> What the task requires:
Transcribe each record below character for character.

> Material supplied:
* * * * * * * * *
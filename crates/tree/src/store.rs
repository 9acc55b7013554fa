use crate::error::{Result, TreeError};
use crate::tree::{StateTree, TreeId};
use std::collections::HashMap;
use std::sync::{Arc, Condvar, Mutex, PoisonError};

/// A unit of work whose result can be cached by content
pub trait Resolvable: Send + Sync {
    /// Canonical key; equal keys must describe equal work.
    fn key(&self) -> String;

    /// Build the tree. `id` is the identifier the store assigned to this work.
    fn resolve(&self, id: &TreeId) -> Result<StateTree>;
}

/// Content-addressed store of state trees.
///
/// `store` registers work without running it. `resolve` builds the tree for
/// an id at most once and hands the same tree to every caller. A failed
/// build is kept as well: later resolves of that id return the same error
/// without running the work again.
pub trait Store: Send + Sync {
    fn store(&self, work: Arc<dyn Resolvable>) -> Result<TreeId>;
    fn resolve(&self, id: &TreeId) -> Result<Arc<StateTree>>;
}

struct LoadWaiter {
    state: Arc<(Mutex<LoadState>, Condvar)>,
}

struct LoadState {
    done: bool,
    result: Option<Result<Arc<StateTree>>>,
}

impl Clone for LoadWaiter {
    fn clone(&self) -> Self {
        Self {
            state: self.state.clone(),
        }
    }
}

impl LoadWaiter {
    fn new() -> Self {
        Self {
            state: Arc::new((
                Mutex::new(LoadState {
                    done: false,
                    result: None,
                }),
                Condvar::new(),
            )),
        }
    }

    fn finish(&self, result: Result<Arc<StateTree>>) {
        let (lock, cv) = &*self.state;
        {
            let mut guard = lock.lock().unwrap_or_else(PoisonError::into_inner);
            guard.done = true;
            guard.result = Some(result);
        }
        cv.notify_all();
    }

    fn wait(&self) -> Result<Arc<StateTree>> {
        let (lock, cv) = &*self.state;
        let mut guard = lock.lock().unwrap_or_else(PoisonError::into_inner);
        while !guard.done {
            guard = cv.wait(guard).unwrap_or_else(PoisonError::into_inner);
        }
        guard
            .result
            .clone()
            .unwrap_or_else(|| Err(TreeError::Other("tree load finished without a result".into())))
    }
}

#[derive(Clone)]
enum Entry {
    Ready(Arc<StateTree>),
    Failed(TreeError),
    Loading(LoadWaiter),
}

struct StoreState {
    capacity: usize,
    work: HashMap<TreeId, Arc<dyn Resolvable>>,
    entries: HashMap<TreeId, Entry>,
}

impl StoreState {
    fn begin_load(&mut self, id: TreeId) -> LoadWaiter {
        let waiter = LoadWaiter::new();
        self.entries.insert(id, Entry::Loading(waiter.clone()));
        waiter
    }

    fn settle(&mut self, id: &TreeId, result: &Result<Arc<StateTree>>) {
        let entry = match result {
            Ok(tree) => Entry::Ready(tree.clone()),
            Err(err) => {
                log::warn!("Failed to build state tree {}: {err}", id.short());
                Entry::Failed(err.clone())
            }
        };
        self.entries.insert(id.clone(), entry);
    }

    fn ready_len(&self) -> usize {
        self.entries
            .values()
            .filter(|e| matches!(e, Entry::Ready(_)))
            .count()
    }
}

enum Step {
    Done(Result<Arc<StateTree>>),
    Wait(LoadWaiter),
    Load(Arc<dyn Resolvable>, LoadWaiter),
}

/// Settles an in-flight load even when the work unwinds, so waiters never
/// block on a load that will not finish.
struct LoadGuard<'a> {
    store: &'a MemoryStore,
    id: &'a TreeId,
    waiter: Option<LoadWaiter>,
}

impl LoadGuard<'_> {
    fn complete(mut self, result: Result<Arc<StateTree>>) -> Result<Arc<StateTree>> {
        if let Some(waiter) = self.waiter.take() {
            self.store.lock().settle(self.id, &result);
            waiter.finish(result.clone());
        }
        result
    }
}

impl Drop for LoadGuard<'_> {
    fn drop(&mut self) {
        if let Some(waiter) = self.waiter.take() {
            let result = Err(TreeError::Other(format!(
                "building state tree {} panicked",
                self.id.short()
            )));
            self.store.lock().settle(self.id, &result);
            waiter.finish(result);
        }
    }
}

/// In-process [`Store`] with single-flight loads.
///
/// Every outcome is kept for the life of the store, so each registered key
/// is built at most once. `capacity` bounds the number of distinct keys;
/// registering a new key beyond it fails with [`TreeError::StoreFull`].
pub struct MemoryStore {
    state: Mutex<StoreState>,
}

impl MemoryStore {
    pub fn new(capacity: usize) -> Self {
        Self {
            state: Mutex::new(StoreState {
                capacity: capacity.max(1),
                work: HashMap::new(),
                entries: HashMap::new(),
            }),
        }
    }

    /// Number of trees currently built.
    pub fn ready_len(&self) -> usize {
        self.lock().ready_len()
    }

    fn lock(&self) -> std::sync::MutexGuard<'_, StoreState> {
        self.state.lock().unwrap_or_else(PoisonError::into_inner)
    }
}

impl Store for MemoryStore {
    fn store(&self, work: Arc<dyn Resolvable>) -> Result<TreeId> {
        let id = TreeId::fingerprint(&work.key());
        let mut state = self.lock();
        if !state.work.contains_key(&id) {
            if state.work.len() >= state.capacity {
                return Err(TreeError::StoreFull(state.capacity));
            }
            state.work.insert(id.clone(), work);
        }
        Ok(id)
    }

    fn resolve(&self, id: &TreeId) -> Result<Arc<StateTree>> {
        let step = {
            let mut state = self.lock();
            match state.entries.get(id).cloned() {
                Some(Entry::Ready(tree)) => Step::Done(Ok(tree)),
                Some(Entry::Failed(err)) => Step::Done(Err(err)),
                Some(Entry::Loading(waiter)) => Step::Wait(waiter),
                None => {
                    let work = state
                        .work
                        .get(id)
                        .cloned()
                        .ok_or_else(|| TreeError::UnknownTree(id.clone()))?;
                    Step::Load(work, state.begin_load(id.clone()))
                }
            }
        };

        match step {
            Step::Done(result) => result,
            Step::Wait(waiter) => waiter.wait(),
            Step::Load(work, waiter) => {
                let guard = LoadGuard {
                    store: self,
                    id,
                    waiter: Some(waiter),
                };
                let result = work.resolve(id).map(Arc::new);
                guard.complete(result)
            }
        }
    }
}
* * * * * * * * *
> Result:
filename crates/tree/src/store.rs
repository 9acc55b7013554fa
use crate::error::{Result, TreeError};
use crate::tree::{StateTree, TreeId};
use std::collections::HashMap;
use std::sync::{Arc, Condvar, Mutex, PoisonError};

/// A unit of work whose result can be cached by content
pub trait Resolvable: Send + Sync {
    /// Canonical key; equal keys must describe equal work.
    fn key(&self) -> String;

    /// Build the tree. `id` is the identifier the store assigned to this work.
    fn resolve(&self, id: &TreeId) -> Result<StateTree>;
}

/// Content-addressed store of state trees.
///
/// `store` registers work without running it. `resolve` builds the tree for
/// an id at most once and hands the same tree to every caller. A failed
/// build is kept as well: later resolves of that id return the same error
/// without running the work again.
pub trait Store: Send + Sync {
    fn store(&self, work: Arc<dyn Resolvable>) -> Result<TreeId>;
    fn resolve(&self, id: &TreeId) -> Result<Arc<StateTree>>;
}

struct LoadWaiter {
    state: Arc<(Mutex<LoadState>, Condvar)>,
}

struct LoadState {
    done: bool,
    result: Option<Result<Arc<StateTree>>>,
}

impl Clone for LoadWaiter {
    fn clone(&self) -> Self {
        Self {
            state: self.state.clone(),
        }
    }
}

impl LoadWaiter {
    fn new() -> Self {
        Self {
            state: Arc::new((
                Mutex::new(LoadState {
                    done: false,
                    result: None,
                }),
                Condvar::new(),
            )),
        }
    }

    fn finish(&self, result: Result<Arc<StateTree>>) {
        let (lock, cv) = &*self.state;
        {
            let mut guard = lock.lock().unwrap_or_else(PoisonError::into_inner);
            guard.done = true;
            guard.result = Some(result);
        }
        cv.notify_all();
    }

    fn wait(&self) -> Result<Arc<StateTree>> {
        let (lock, cv) = &*self.state;
        let mut guard = lock.lock().unwrap_or_else(PoisonError::into_inner);
        while !guard.done {
            guard = cv.wait(guard).unwrap_or_else(PoisonError::into_inner);
        }
        guard
            .result
            .clone()
            .unwrap_or_else(|| Err(TreeError::Other("tree load finished without a result".into())))
    }
}

#[derive(Clone)]
enum Entry {
    Ready(Arc<StateTree>),
    Failed(TreeError),
    Loading(LoadWaiter),
}

struct StoreState {
    capacity: usize,
    work: HashMap<TreeId, Arc<dyn Resolvable>>,
    entries: HashMap<TreeId, Entry>,
}

impl StoreState {
    fn begin_load(&mut self, id: TreeId) -> LoadWaiter {
        let waiter = LoadWaiter::new();
        self.entries.insert(id, Entry::Loading(waiter.clone()));
        waiter
    }

    fn settle(&mut self, id: &TreeId, result: &Result<Arc<StateTree>>) {
        let entry = match result {
            Ok(tree) => Entry::Ready(tree.clone()),
            Err(err) => {
                log::warn!("Failed to build state tree {}: {err}", id.short());
                Entry::Failed(err.clone())
            }
        };
        self.entries.insert(id.clone(), entry);
    }

    fn ready_len(&self) -> usize {
        self.entries
            .values()
            .filter(|e| matches!(e, Entry::Ready(_)))
            .count()
    }
}

enum Step {
    Done(Result<Arc<StateTree>>),
    Wait(LoadWaiter),
    Load(Arc<dyn Resolvable>, LoadWaiter),
}

/// Settles an in-flight load even when the work unwinds, so waiters never
/// block on a load that will not finish.
struct LoadGuard<'a> {
    store: &'a MemoryStore,
    id: &'a TreeId,
    waiter: Option<LoadWaiter>,
}

impl LoadGuard<'_> {
    fn complete(mut self, result: Result<Arc<StateTree>>) -> Result<Arc<StateTree>> {
        if let Some(waiter) = self.waiter.take() {
            self.store.lock().settle(self.id, &result);
            waiter.finish(result.clone());
        }
        result
    }
}

impl Drop for LoadGuard<'_> {
    fn drop(&mut self) {
        if let Some(waiter) = self.waiter.take() {
            let result = Err(TreeError::Other(format!(
                "building state tree {} panicked",
                self.id.short()
            )));
            self.store.lock().settle(self.id, &result);
            waiter.finish(result);
        }
    }
}

/// In-process [`Store`] with single-flight loads.
///
/// Every outcome is kept for the life of the store, so each registered key
/// is built at most once. `capacity` bounds the number of distinct keys;
/// registering a new key beyond it fails with [`TreeError::StoreFull`].
pub struct MemoryStore {
    state: Mutex<StoreState>,
}

impl MemoryStore {
    pub fn new(capacity: usize) -> Self {
        Self {
            state: Mutex::new(StoreState {
                capacity: capacity.max(1),
                work: HashMap::new(),
                entries: HashMap::new(),
            }),
        }
    }

    /// Number of trees currently built.
    pub fn ready_len(&self) -> usize {
        self.lock().ready_len()
    }

    fn lock(&self) -> std::sync::MutexGuard<'_, StoreState> {
        self.state.lock().unwrap_or_else(PoisonError::into_inner)
    }
}

impl Store for MemoryStore {
    fn store(&self, work: Arc<dyn Resolvable>) -> Result<TreeId> {
        let id = TreeId::fingerprint(&work.key());
        let mut state = self.lock();
        if !state.work.contains_key(&id) {
            if state.work.len() >= state.capacity {
                return Err(TreeError::StoreFull(state.capacity));
            }
            state.work.insert(id.clone(), work);
        }
        Ok(id)
    }

    fn resolve(&self, id: &TreeId) -> Result<Arc<StateTree>> {
        let step = {
            let mut state = self.lock();
            match state.entries.get(id).cloned() {
                Some(Entry::Ready(tree)) => Step::Done(Ok(tree)),
                Some(Entry::Failed(err)) => Step::Done(Err(err)),
                Some(Entry::Loading(waiter)) => Step::Wait(waiter),
                None => {
                    let work = state
                        .work
                        .get(id)
                        .cloned()
                        .ok_or_else(|| TreeError::UnknownTree(id.clone()))?;
                    Step::Load(work, state.begin_load(id.clone()))
                }
            }
        };

        match step {
            Step::Done(result) => result,
            Step::Wait(waiter) => waiter.wait(),
            Step::Load(work, waiter) => {
                let guard = LoadGuard {
                    store: self,
                    id,
                    waiter: Some(waiter),
                };
                let result = work.resolve(id).map(Arc::new);
                guard.complete(result)
            }
        }
    }
}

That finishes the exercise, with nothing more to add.